Я вернулась в бутик, залпом съела четыре пирожных (у нас там стоял парадный ящик пирожных для покупателей, которых все равно не было) и вся на глюкозном подъеме позвонила Селин.
– Я не хочу тебя пугать, – начала я (никогда не начинайте так разговор), – но все, что я дальше скажу, будет выглядеть очень зловеще. В общем, тут типично нью-йорскская история. Прорвало трубу. В подъезде с потолка хлещет вода. Подъезд затопило. Лендлорд уехал во Францию и отключил телефон. Никто не звонит ни в какую службу, потому что ни один сантехник не будет вламываться в дом без разрешения лендлорда. Жильцы ушли гулять. Рубашечная мастерская донт гив э фак. Все вокруг донт гив э фак. А я бегаю всюду с ведрами, и на меня смотрят как на сумасшедшую. Но я всего лишь хочу спасти наше хранилище свечей. Вода грязная. Я в стрессе. Лендлорд выел мне все мозги, чтобы я заботилась о его незабудках, но вот о жильцах он не позаботился. Давай ты приедешь и мы ляжем в воду и умрем (или я сказала что-то другое).

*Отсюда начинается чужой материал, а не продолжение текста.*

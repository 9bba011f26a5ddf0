use serde::{Deserialize, Serialize};

const NOTE_NAMES_SHARP: [&str; 12] = [
    "C", "C#", "D", "D#", "E", "F", "F#", "G", "G#", "A", "A#", "B",
];
const NOTE_NAMES_FLAT: [&str; 12] = [
    "C", "Db", "D", "Eb", "E", "F", "Gb", "G", "Ab", "A", "Bb", "B",
];

/// Pitch classes conventionally spelled with flats.
pub static FLAT_ROOTS: [u8; 6] = [1, 3, 5, 6, 8, 10]; // Db, Eb, F, Gb, Ab, Bb

#[derive(Debug, Clone, Copy, PartialEq, Eq, Hash, Serialize, Deserialize)]
#[serde(rename_all = "snake_case")]
pub enum KeyMode {
    Major,
    Minor,
}

impl KeyMode {
    /// Offset of this mode's block in the 24-entry scoreboard.
    pub(crate) fn offset(self) -> usize {
        match self {
            KeyMode::Major => 0,
            KeyMode::Minor => 12,
        }
    }
}

impl std::fmt::Display for KeyMode {
    fn fmt(&self, f: &mut std::fmt::Formatter<'_>) -> std::fmt::Result {
        match self {
            KeyMode::Major => write!(f, "major"),
            KeyMode::Minor => write!(f, "minor"),
        }
    }
}

/// How tonic names are spelled in output.
#[derive(Debug, Clone, Copy, Default, PartialEq, Eq, Serialize, Deserialize)]
#[serde(rename_all = "snake_case")]
pub enum Spelling {
    /// Always sharps: C, C#, D, D#, ...
    #[default]
    Sharps,
    /// Flats for the roots in [`FLAT_ROOTS`]: Db, Eb, Gb, Ab, Bb.
    Flats,
}

/// Name of a pitch class (0 = C) using sharps.
pub fn pitch_name(pitch_class: u8) -> &'static str {
    NOTE_NAMES_SHARP[(pitch_class % 12) as usize]
}

/// Name of a pitch class with the requested spelling.
pub fn spelled_name(pitch_class: u8, spelling: Spelling) -> &'static str {
    let pc = pitch_class % 12;
    match spelling {
        Spelling::Flats if FLAT_ROOTS.contains(&pc) => NOTE_NAMES_FLAT[pc as usize],
        _ => NOTE_NAMES_SHARP[pc as usize],
    }
}

/// One (tonic, mode) candidate and its correlation score.
#[derive(Debug, Clone, Copy, PartialEq, Serialize, Deserialize)]
pub struct KeyEstimate {
    /// Pitch class of the tonic, 0–11 (C=0, C#=1, ...)
    pub tonic: u8,
    pub mode: KeyMode,
    /// Pearson correlation with the rotated mode profile
    pub score: f64,
}

impl KeyEstimate {
    /// Position in the scoreboard: majors 0–11, minors 12–23.
    pub fn index(&self) -> usize {
        self.mode.offset() + self.tonic as usize
    }

    /// Tonic name with sharps, e.g. "F#".
    pub fn tonic_name(&self) -> &'static str {
        pitch_name(self.tonic)
    }

    /// Compact key symbol: "C", "F#m", or with flats "Ebm".
    pub fn symbol(&self, spelling: Spelling) -> String {
        let mode_suffix = match self.mode {
            KeyMode::Minor => "m",
            KeyMode::Major => "",
        };
        format!("{}{}", spelled_name(self.tonic, spelling), mode_suffix)
    }
}

impl std::fmt::Display for KeyEstimate {
    fn fmt(&self, f: &mut std::fmt::Formatter<'_>) -> std::fmt::Result {
        write!(f, "{} {}", self.tonic_name(), self.mode)
    }
}

/// Serializable summary of one analysis for downstream reporting.
#[derive(Debug, Clone, PartialEq, Serialize, Deserialize)]
pub struct KeyReport {
    pub best: KeyEstimate,
    pub alternate: KeyEstimate,
    /// All 24 candidates in enumeration order (major C..B, then minor C..B)
    pub table: Vec<KeyEstimate>,
}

– Пришли видео, – решительно сказала Селин. – Я отправлю его в Париж нашим начальникам Антуану и Франсуа, и пусть они там друг с другом разбираются. Сделай как бы фильм про воду.
Я сняла и прислала Селин фильм про воду. Это был немножко фильм про Нью-Йорк и безразличие. Мой магистерский тезис и его презентация отчасти строилась вокруг хайдеггеровского indifference to being, и вот сейчас я наконец-то наблюдала это своими глазами: indifference, indifference. Все нами озвученное рано или поздно прольется на нас коричневым дождем. Amber rain is beautiful but wrong.
Я съела еще штук пять пирожных и поняла, что еще полчаса – и откупорю бутылку вдовы Клико (тут ее называют «вэ-вэ»), которая непонятно что делает у нас в холодильнике.
Ко мне в бутик заглянул рубашечный дед и помахал рукой.
– Ты можешь проплывать в туалет, если тебе надо, через нашу мастерскую! Подъезд уже затопило!
– Кто-нибудь позвонил хоть куда-нибудь?
– НИКТО НИКУДА НЕ ЗВОНИЛ, ЛЕНДЛОРД ВО ФРАНЦИИ! – напомнил мне дед и вышел во дворик, присев на нашу скамеечку.
Вокруг скамеечки кипела веселая итальянская уличная жизнь, типичная для Нолиты, – ко внуку, молодому отцу, на работу пришла жена, молодая мать, они по очереди кормили розового итальянского младенчика из бутылочки (возможно, бутылочки с вдовой Клико), потом прибежали подружки жены с раскладными пляжными стульчиками, достали дымящий сухим льдом лимонад и пузырьковое розовое вино из хрусткой льдистой сумки для пикника. Ах, лето на Елизаветинской улице в Сохо под томными сетчатыми липами, как ты прекрасно и недосягаемо! Я возвращаюсь в бутик, включаю кондиционер, выключаю кондиционер, съедаю еще три пирожных, выхожу в подъезд, хватаю ведра и выливаю мрачные воды в унитаз. С улицы на меня странно смотрят.